Jews of whatever denomination had inhabited Tadmur before the Arab Kingdom erupted in it. Several late Latin histories note young Gordian's death in Circesium, after Herodian quits; and his tomb. This burial was in scope for Eutropius and for John the Deacon's Epitome De Caesaribus. Here the Historia Augusta would inscribe the imperial cenotaph: in Greek, Latin, Persian, Jewish, and Egyptian
. The HA / Eutropius / Epitome synopsis lately is considered Victor. Olshanetsky vouches for the HA plus, thus: Jewish names served in the XX Palmyrenorum legion, stationed at Dura-Europus.
So I cannot dismiss the existence of a "Jewish Christianity" in the Arab/Aramaic interface to which political adventurers might appeal. (I got yo' "understanding Islam" RIGHT HERE, Bozo.)
The Jews outside her anti-imperium might have sniffed her out even at the time.

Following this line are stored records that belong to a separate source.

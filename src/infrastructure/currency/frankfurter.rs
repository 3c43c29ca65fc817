//! Frankfurter (ECB reference rates) currency client

use std::collections::HashMap;

use async_trait::async_trait;
use chrono::{NaiveDate, Utc};
use rust_decimal::Decimal;
use serde::Deserialize;
use tracing::{info, warn};

use crate::domain::{CurrencyConversion, CurrencyService, DomainError};
use crate::infrastructure::http_client::{HttpClient, HttpClientTrait};

const DEFAULT_FRANKFURTER_BASE_URL: &str = "https://api.frankfurter.app";

/// Currency lookup backed by the Frankfurter API. No API key required.
///
/// Never fails: transport errors, unparseable bodies and missing rates all
/// degrade to an identity conversion dated today.
#[derive(Debug)]
pub struct FrankfurterCurrencyService<C: HttpClientTrait = HttpClient> {
    client: C,
    base_url: String,
}

impl<C: HttpClientTrait> FrankfurterCurrencyService<C> {
    pub fn new(client: C) -> Self {
        Self::with_base_url(client, DEFAULT_FRANKFURTER_BASE_URL)
    }

    pub fn with_base_url(client: C, base_url: impl Into<String>) -> Self {
        Self {
            client,
            base_url: base_url.into().trim_end_matches('/').to_string(),
        }
    }

    fn latest_url(&self) -> String {
        format!("{}/latest", self.base_url)
    }

    async fn fetch(
        &self,
        amount: Decimal,
        from: &str,
        to: &str,
    ) -> Result<Option<CurrencyConversion>, DomainError> {
        let query = vec![
            ("amount", amount.to_string()),
            ("from", from.to_string()),
            ("to", to.to_string()),
        ];
        let body = self
            .client
            .get_json(&self.latest_url(), vec![("Accept", "application/json")], query)
            .await?;

        let response: FrankfurterResponse = serde_json::from_value(body).map_err(|e| {
            DomainError::provider("frankfurter", format!("Failed to parse response: {}", e))
        })?;

        Ok(response.rates.get(to).map(|converted| {
            let date = response.date.unwrap_or_else(|| Utc::now().date_naive());
            CurrencyConversion::quoted(amount, from, *converted, to, date)
        }))
    }
}

#[async_trait]
impl<C: HttpClientTrait> CurrencyService for FrankfurterCurrencyService<C> {
    async fn convert_amount(
        &self,
        amount: Decimal,
        from: &str,
        to: &str,
    ) -> Result<CurrencyConversion, DomainError> {
        let from = from.to_uppercase();
        let to = to.to_uppercase();
        let today = Utc::now().date_naive();

        if from == to {
            return Ok(CurrencyConversion::identity(amount, from, to, today));
        }

        info!(%amount, from = %from, to = %to, "Converting currency");

        match self.fetch(amount, &from, &to).await {
            Ok(Some(conversion)) => {
                info!(summary = %conversion.summary(), "Currency conversion succeeded");
                Ok(conversion)
            }
            Ok(None) => {
                warn!(from = %from, to = %to, "No exchange rate found, using 1:1");
                Ok(CurrencyConversion::identity(amount, from, to, today))
            }
            Err(e) => {
                warn!(from = %from, to = %to, error = %e, "Currency lookup failed, using 1:1");
                Ok(CurrencyConversion::identity(amount, from, to, today))
            }
        }
    }
}

#[derive(Debug, Deserialize)]
struct FrankfurterResponse {
    #[serde(default)]
    date: Option<NaiveDate>,
    #[serde(default)]
    rates: HashMap<String, Decimal>,
}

The Tadmuris were converting to Judaism under a "persecutrix". Olshanetsky must conclude that she was a heretic. Christians wouldn't accept Paul; Jews - from the Sasanian Iraq - couldn't accept Zenobia. "Tarmod" itself reads like a reversal of "Tadmur", as nonSemites write a word. And, in postZenobic text, the metonym stuck: יִמַּח שְׁמוֹ
I suspect these texts against Zenobia and her "Tarmod" arose when Paul's doctrine was dominant in that Roman Empire of the first Constantines.
Palmyrene Judaism has been termed "Hellenistic", by Jews and by their Protestant sympathisers; inasmuch as their text was not the Talmud. Olshanetsky dislikes the term. If I may - the Iraqis may have distrusted Palymra as Hellenist at the time. Zenobia was no amica of Rome; but her late husband had professed to be, and inflicted more damage to Iraq than to the Roman provinces (whence, after all, he was extracting rents). The Palmyrene coinage identified even more with Rome than with Greece. It's not like Semites cared, any more than Westerners cared about the Parthian / Persian distinction.
Later Iraqi Jews could see the Constantines reviving the Tadmur doctrine in a Christian dress. Their Father was monarchical; the Son was simply of some other substance, human and inferior. Their Talmud, compiled from the later 300s to the 600s, moved to a blanket ban on "Tarmod", a herem by any other name. By extension: to any "Jews" who got that way under the Constantines. Constantinople agreed fully, as John Chrysostom blasted what we'd call a "LARP" of Judaism.